En politique, le vêtement compte

Car au-delà de sa féminité, ce serait indirectement son caractère non-élitiste, outsider du pouvoir, qui fait de la robe à fleurs (mais aussi de la jupe, des hauts talons ou encore du tailleur pastel) un objet vestimentaire ligitieux.
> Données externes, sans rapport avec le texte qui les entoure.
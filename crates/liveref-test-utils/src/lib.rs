//! Testing utilities for liveref workspace
//!
//! Shared catalog fixtures and an instrumented backend.

#![allow(missing_docs)]

use async_trait::async_trait;
use liveref_resolve::{BackendError, CatalogBackend, InMemoryCatalog};
use parking_lot::Mutex;
use serde_json::{json, Value};
use std::sync::atomic::{AtomicUsize, Ordering};
use std::sync::Arc;
use std::time::Duration;
use uuid::Uuid;

pub const KETTLE_CODE: &str = "B07XJ8C8F5";
pub const KETTLE_ID: &str = "7d444840-9dc0-11d1-b245-5ffdce74fad2";
pub const TOASTER_CODE: &str = "B08N5WRWNW";
pub const MISSING_CODE: &str = "B000000000";

/// Canonical snake-case payload
pub fn kettle_payload() -> Value {
    json!({
        "id": KETTLE_ID,
        "asin": KETTLE_CODE,
        "title": "Electric Kettle",
        "brand": "Boilco",
        "image_url": "https://img.example/kettle.jpg",
        "product_url": "https://shop.example/kettle",
        "price": 29.99,
        "original_price": 39.99,
        "is_prime": true,
        "coupon_type": "percentage",
        "coupon_value": 10,
        "coupon_expiry": "2030-01-31T00:00:00Z",
        "rating": 4.6,
        "review_count": 1532
    })
}

/// Legacy camel-case payload inside an envelope
pub fn toaster_payload() -> Value {
    json!({
        "data": {
            "productName": "Slot Toaster <2-slice>",
            "asin": TOASTER_CODE,
            "imageUrl": "https://img.example/toaster.jpg",
            "currentPrice": "$49.00",
            "isFreeShipping": true,
            "warrantyYears": 2
        }
    })
}

pub fn sample_catalog() -> InMemoryCatalog {
    let mut catalog = InMemoryCatalog::new();
    catalog.insert(kettle_payload());
    catalog.insert(toaster_payload()["data"].clone());
    catalog
}

#[derive(Debug, Default)]
struct Faults {
    delay: Option<Duration>,
    failure: Option<BackendError>,
}

/// Catalog backend that counts calls and can be slowed down or broken
#[derive(Debug, Clone)]
pub struct FakeCatalog {
    inner: Arc<InMemoryCatalog>,
    calls: Arc<AtomicUsize>,
    faults: Arc<Mutex<Faults>>,
}

impl FakeCatalog {
    pub fn new(inner: InMemoryCatalog) -> Self {
        Self {
            inner: Arc::new(inner),
            calls: Arc::new(AtomicUsize::new(0)),
            faults: Arc::new(Mutex::new(Faults::default())),
        }
    }

    pub fn sample() -> Self {
        Self::new(sample_catalog())
    }

    /// Number of backend calls so far, across clones
    pub fn calls(&self) -> usize {
        self.calls.load(Ordering::SeqCst)
    }

    pub fn set_delay(&self, delay: Duration) {
        self.faults.lock().delay = Some(delay);
    }

    pub fn fail_with(&self, error: BackendError) {
        self.faults.lock().failure = Some(error);
    }

    pub fn heal(&self) {
        self.faults.lock().failure = None;
    }

    async fn call(&self) -> Result<(), BackendError> {
        self.calls.fetch_add(1, Ordering::SeqCst);
        let (delay, failure) = {
            let faults = self.faults.lock();
            (faults.delay, faults.failure.clone())
        };
        if let Some(delay) = delay {
            tokio::time::sleep(delay).await;
        }
        failure.map_or(Ok(()), Err)
    }
}

#[async_trait]
impl CatalogBackend for FakeCatalog {
    async fn fetch_by_id(&self, id: Uuid) -> Result<Option<Value>, BackendError> {
        self.call().await?;
        self.inner.fetch_by_id(id).await
    }

    async fn query_by_code(&self, code: &str) -> Result<Option<Value>, BackendError> {
        self.call().await?;
        self.inner.query_by_code(code).await
    }
}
« La robe – fleurs ou pois – a pour elle, non d’être trop distinctive, mais au contraire d’être trop proche de l’habit civil féminin. On me reproche de venir d’un espace qui ne soit pas assez représentatif du pouvoir. On me reproche d’être trop normale ! Ces messieurs ne supportent pas que la ministre ne soit pas du sérail en se vêtant comme une simple citoyenne. » écrit Dominique Dupart avec justesse.

Pour moi, c’est très symbolique tout ça : cela montre que les femmes sont victimes de sexisme avant même d’ouvrir la bouche, même sans rien dire, juste d’être là. – Cécile Duflot

Une culture de l’entre-soi que certains hommes politiques, notamment issus des partis de gauche, ont pu expérimenter, que cela soit le socialiste Jack Lang avec sa chemise col Mao en 1985 (également exposée aux MAD aux côtés de la robe de Cécile Duflot) ou encore le communiste Patrice Carvalho et son bleu de travail en 1997.

Des anecdotes ponctuelles qui font toutefois difficilement le poids face au sexisme ordinaire dont les femmes politiques font l’objet au quotidien. « Pour moi, c’est très symbolique tout ça : cela montre que les femmes sont victimes de sexisme avant même d’ouvrir la bouche, même sans rien dire, juste d’être là. » conclu celle dont la robe fait aujourd’hui office de symbole de cette discrimination.